About a month after I arrived at the Institute, I met Dr B.N. Tandon, Head of Gastroenterology, in the foyer who told me they were looking for a surgeon who could perform operations for portal hypertension; they had a 24-year-old man waiting for this procedure in their ward. Was I willing? I had assisted Dr Robert Linton and Dr Ronald Malt a number of times at the Massachusetts General Hospital in Boston when they did these procedures but had never done a portosystemic shunt on my own. So I desperately looked up four or five operative surgery books in the library and embarked on the operation. The patient ‘V’ had non-cirrhotic portal fibrosis (NCPF) and the portocaval shunt was surprisingly easy. He survived and went on to lead a normal life. However, I soon discovered that unlike the patients with portal hypertension I had seen in Boston who mainly had alcoholic cirrhosis, a condition in which their liver function was usually severely compromised, in Delhi they mainly had non-cirrhotic diseases, i.e. NCPF and extrahepatic portal venous obstruction (EHO)— conditions which were accompanied by massive bleeding but with well-preserved liver function. EHO also affected mainly poor children whose portal vein was replaced by a cavernoma and therefore the only vein available for shunting was the splenic vein, which had to be found after a difficult and bloody dissection that included removing a huge spleen usually adherent to the diaphragm. Having tasted success with a portocaval shunt, I decided to try lienorenal anastomoses—joining the splenic vein, which contained blood under high pressure to the low-pressure renal vein. The first operation took 17 hours, the patient lost 8 units of blood but thankfully survived as also, surprisingly, did the next 47.

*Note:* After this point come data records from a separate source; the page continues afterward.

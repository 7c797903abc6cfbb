/*
 * Responsibility
 * - notes CRUD (常に所有者 user_id で絞り込む)
 * - 他人の note は「存在しない」と同じ扱い (None / false)
 * - user_id の FK (CASCADE) 前提で削除挙動を意識
 */
use async_trait::async_trait;
use chrono::{DateTime, Utc};
use sqlx::{FromRow, PgPool, Postgres, QueryBuilder};

use crate::repos::error::{RepoError, RepoResult};

const NOTE_COLUMNS: &str = "id, user_id, title, description, text, created_at, updated_at";

#[derive(Debug, Clone, FromRow)]
pub struct NoteRow {
    pub id: i64,
    pub user_id: String,
    pub title: String,
    pub description: String,
    pub text: String,
    pub created_at: DateTime<Utc>,
    pub updated_at: DateTime<Utc>,
}

#[derive(Debug, Clone, Copy)]
pub struct NewNote<'a> {
    pub title: &'a str,
    pub description: &'a str,
    pub text: &'a str,
}

/// Fields to change; `None` leaves the column untouched.
#[derive(Debug, Clone, Copy, Default)]
pub struct NotePatch<'a> {
    pub title: Option<&'a str>,
    pub description: Option<&'a str>,
    pub text: Option<&'a str>,
}

#[async_trait]
pub trait NoteRepository: Send + Sync {
    async fn list(&self, user_id: &str) -> RepoResult<Vec<NoteRow>>;

    async fn create(&self, user_id: &str, note: NewNote<'_>) -> RepoResult<NoteRow>;

    async fn get(&self, user_id: &str, note_id: i64) -> RepoResult<Option<NoteRow>>;

    async fn update(
        &self,
        user_id: &str,
        note_id: i64,
        patch: NotePatch<'_>,
    ) -> RepoResult<Option<NoteRow>>;

    async fn delete(&self, user_id: &str, note_id: i64) -> RepoResult<bool>;
}

#[derive(Clone, Debug)]
pub struct PgNoteRepository {
    pool: PgPool,
}

impl PgNoteRepository {
    pub fn new(pool: PgPool) -> Self {
        Self { pool }
    }
}

#[async_trait]
impl NoteRepository for PgNoteRepository {
    async fn list(&self, user_id: &str) -> RepoResult<Vec<NoteRow>> {
        let rows = sqlx::query_as::<_, NoteRow>(&format!(
            "SELECT {NOTE_COLUMNS} FROM notes WHERE user_id = $1 ORDER BY id DESC"
        ))
        .bind(user_id)
        .fetch_all(&self.pool)
        .await?;

        Ok(rows)
    }

    async fn create(&self, user_id: &str, note: NewNote<'_>) -> RepoResult<NoteRow> {
        let row = sqlx::query_as::<_, NoteRow>(&format!(
            r#"
            INSERT INTO notes (user_id, title, description, text)
            VALUES ($1, $2, $3, $4)
            RETURNING {NOTE_COLUMNS}
            "#
        ))
        .bind(user_id)
        .bind(note.title)
        .bind(note.description)
        .bind(note.text)
        .fetch_one(&self.pool)
        .await
        .map_err(RepoError::from_sqlx)?;

        Ok(row)
    }

    async fn get(&self, user_id: &str, note_id: i64) -> RepoResult<Option<NoteRow>> {
        let row = sqlx::query_as::<_, NoteRow>(&format!(
            "SELECT {NOTE_COLUMNS} FROM notes WHERE id = $1 AND user_id = $2"
        ))
        .bind(note_id)
        .bind(user_id)
        .fetch_optional(&self.pool)
        .await?;

        Ok(row)
    }

    async fn update(
        &self,
        user_id: &str,
        note_id: i64,
        patch: NotePatch<'_>,
    ) -> RepoResult<Option<NoteRow>> {
        let mut qb = QueryBuilder::<Postgres>::new("UPDATE notes SET updated_at = now()");
        if let Some(title) = patch.title {
            qb.push(", title = ").push_bind(title);
        }
        if let Some(description) = patch.description {
            qb.push(", description = ").push_bind(description);
        }
        if let Some(text) = patch.text {
            qb.push(", text = ").push_bind(text);
        }
        qb.push(" WHERE id = ").push_bind(note_id);
        qb.push(" AND user_id = ").push_bind(user_id);
        qb.push(" RETURNING ").push(NOTE_COLUMNS);

        let row = qb
            .build_query_as::<NoteRow>()
            .fetch_optional(&self.pool)
            .await?;

        Ok(row)
    }

    async fn delete(&self, user_id: &str, note_id: i64) -> RepoResult<bool> {
        let result = sqlx::query("DELETE FROM notes WHERE id = $1 AND user_id = $2")
            .bind(note_id)
            .bind(user_id)
            .execute(&self.pool)
            .await?;

        Ok(result.rows_affected() > 0)
    }
}
/*
 * Responsibility
 * - /users 系 CRUD handler
 * - 作成・参照は anonymous でも可、更新・削除は本人 (Identity.id == user_id) のみ
 * - /users/me は CurrentUser から本人の行を返す
 */
use axum::{
    Json,
    extract::{Path, State},
    http::StatusCode,
};

use crate::{
    api::v1::{
        dto::{
            DataResponse,
            users::{CreateUserRequest, UpdateUserRequest, UserResponse},
        },
        extractors::{CurrentUser, Identity},
    },
    error::AppError,
    state::AppState,
};

type UserJson = Json<DataResponse<UserResponse>>;

fn ensure_self(identity: &Identity, user_id: &str) -> Result<(), AppError> {
    if identity.id == user_id {
        Ok(())
    } else {
        Err(AppError::forbidden("cannot modify another user"))
    }
}

pub async fn list_users(
    State(state): State<AppState>,
) -> Result<Json<DataResponse<Vec<UserResponse>>>, AppError> {
    let rows = state.users.list().await?;
    let res = rows.into_iter().map(UserResponse::from).collect();

    Ok(Json(DataResponse::new(res)))
}

pub async fn create_user(
    State(state): State<AppState>,
    Json(req): Json<CreateUserRequest>,
) -> Result<(StatusCode, UserJson), AppError> {
    req.validate()
        .map_err(|m| AppError::bad_request("BAD_USER_INPUT", m))?;

    let email = req.email.trim();
    if state.users.get_by_email(email).await?.is_some() {
        return Err(AppError::Conflict("email already registered".into()));
    }

    let row = state.users.create(email, req.fullname.trim()).await?;
    tracing::info!(user_id = %row.id, "user created");

    Ok((
        StatusCode::CREATED,
        Json(DataResponse::new(UserResponse::from(row))),
    ))
}

pub async fn me(
    State(state): State<AppState>,
    CurrentUser(identity): CurrentUser,
) -> Result<UserJson, AppError> {
    let row = state
        .users
        .get(&identity.id)
        .await?
        .ok_or(AppError::not_found("user"))?;

    Ok(Json(DataResponse::new(row.into())))
}

pub async fn get_user(
    State(state): State<AppState>,
    Path(user_id): Path<String>,
) -> Result<UserJson, AppError> {
    let row = state
        .users
        .get(&user_id)
        .await?
        .ok_or(AppError::not_found("user"))?;

    Ok(Json(DataResponse::new(row.into())))
}

pub async fn update_user(
    State(state): State<AppState>,
    CurrentUser(identity): CurrentUser,
    Path(user_id): Path<String>,
    Json(req): Json<UpdateUserRequest>,
) -> Result<UserJson, AppError> {
    ensure_self(&identity, &user_id)?;
    req.validate()
        .map_err(|m| AppError::bad_request("BAD_USER_INPUT", m))?;

    let row = state
        .users
        .update(&user_id, req.as_patch())
        .await?
        .ok_or(AppError::not_found("user"))?;

    Ok(Json(DataResponse::new(row.into())))
}

pub async fn delete_user(
    State(state): State<AppState>,
    CurrentUser(identity): CurrentUser,
    Path(user_id): Path<String>,
) -> Result<StatusCode, AppError> {
    ensure_self(&identity, &user_id)?;

    if state.users.delete(&user_id).await? {
        tracing::info!(user_id = %user_id, "user deleted");
        Ok(StatusCode::NO_CONTENT)
    } else {
        Err(AppError::not_found("user"))
    }
}
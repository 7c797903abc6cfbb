/*
 * Responsibility
 * - Config から process 全体で共有する CredentialCodec を組み立てる
 */
use std::sync::Arc;

use crate::config::Config;
use crate::services::auth::credential::{CodecError, CredentialCodec, VerificationPolicy};

pub fn build_credential_codec(config: &Config) -> Result<Arc<CredentialCodec>, CodecError> {
    let policy = VerificationPolicy {
        issuer: config.auth_issuer.clone(),
        audience: config.auth_audience.clone(),
        leeway_seconds: config.access_token_leeway_seconds,
    };

    let codec = CredentialCodec::new(&config.verification_key, &policy)?;

    Ok(Arc::new(codec))
}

Now that I had shown that I could do elective operations for portal hypertension fairly competently, my colleagues began to refer to me patients with massive variceal bleeding for emergency operations. There was no endoscopic sclerotherapy or band ligation in those days and I did what was known as the Crile’ s procedure— transthoracic, transoesophageal variceal ligation. Of the first 11 Crile’s I performed, 7 died. There were mutterings: ‘he should have an L plate on his back while operating’, ‘he’s the world’s expert at premortem procedures’ and ‘this fine CambridgeHarvard trained surgeon should go back to where he came from and continue operating on animals’—were the more charitable remarks. But I persisted and decided one day, with Dr B.N. Tandon’ s concurrence, that since I could do an elective lienorenal shunt fairly well, I would try it in the emergency situation, a procedure that had not been done previously under these circumstances. The first patient on whom I did an emergency shunt [Figure - 1] is still alive 40 years later. Embened by this success, I started doing shunts in both the elective and emergency situations which sometimes meant performing three of them consecutively over 36 hours (night, day and night) and, to my surprise, my elective mortality after the first 100 operations was 1 % and the emergency mortality came down from 70% to 18% (in contrast to 40% in cirrhotics in western countries). These rather good results, I soon realized, were not because I was a particularly gifted surgeon but because our patients were young, had good liver function and were thus able to withstand major operations. Their large spleens and correspondingly dilated splenic veins also ensured that the lienorenal shunts remained patent over the long term.[4] They also did not have post-shunt encephalopathy which was common in cirrhotics.[5] Having acquired a certain reputation, patients from all over the country were referred to me and at one stage I had an 18-month waiting list for portal hypertension surgery.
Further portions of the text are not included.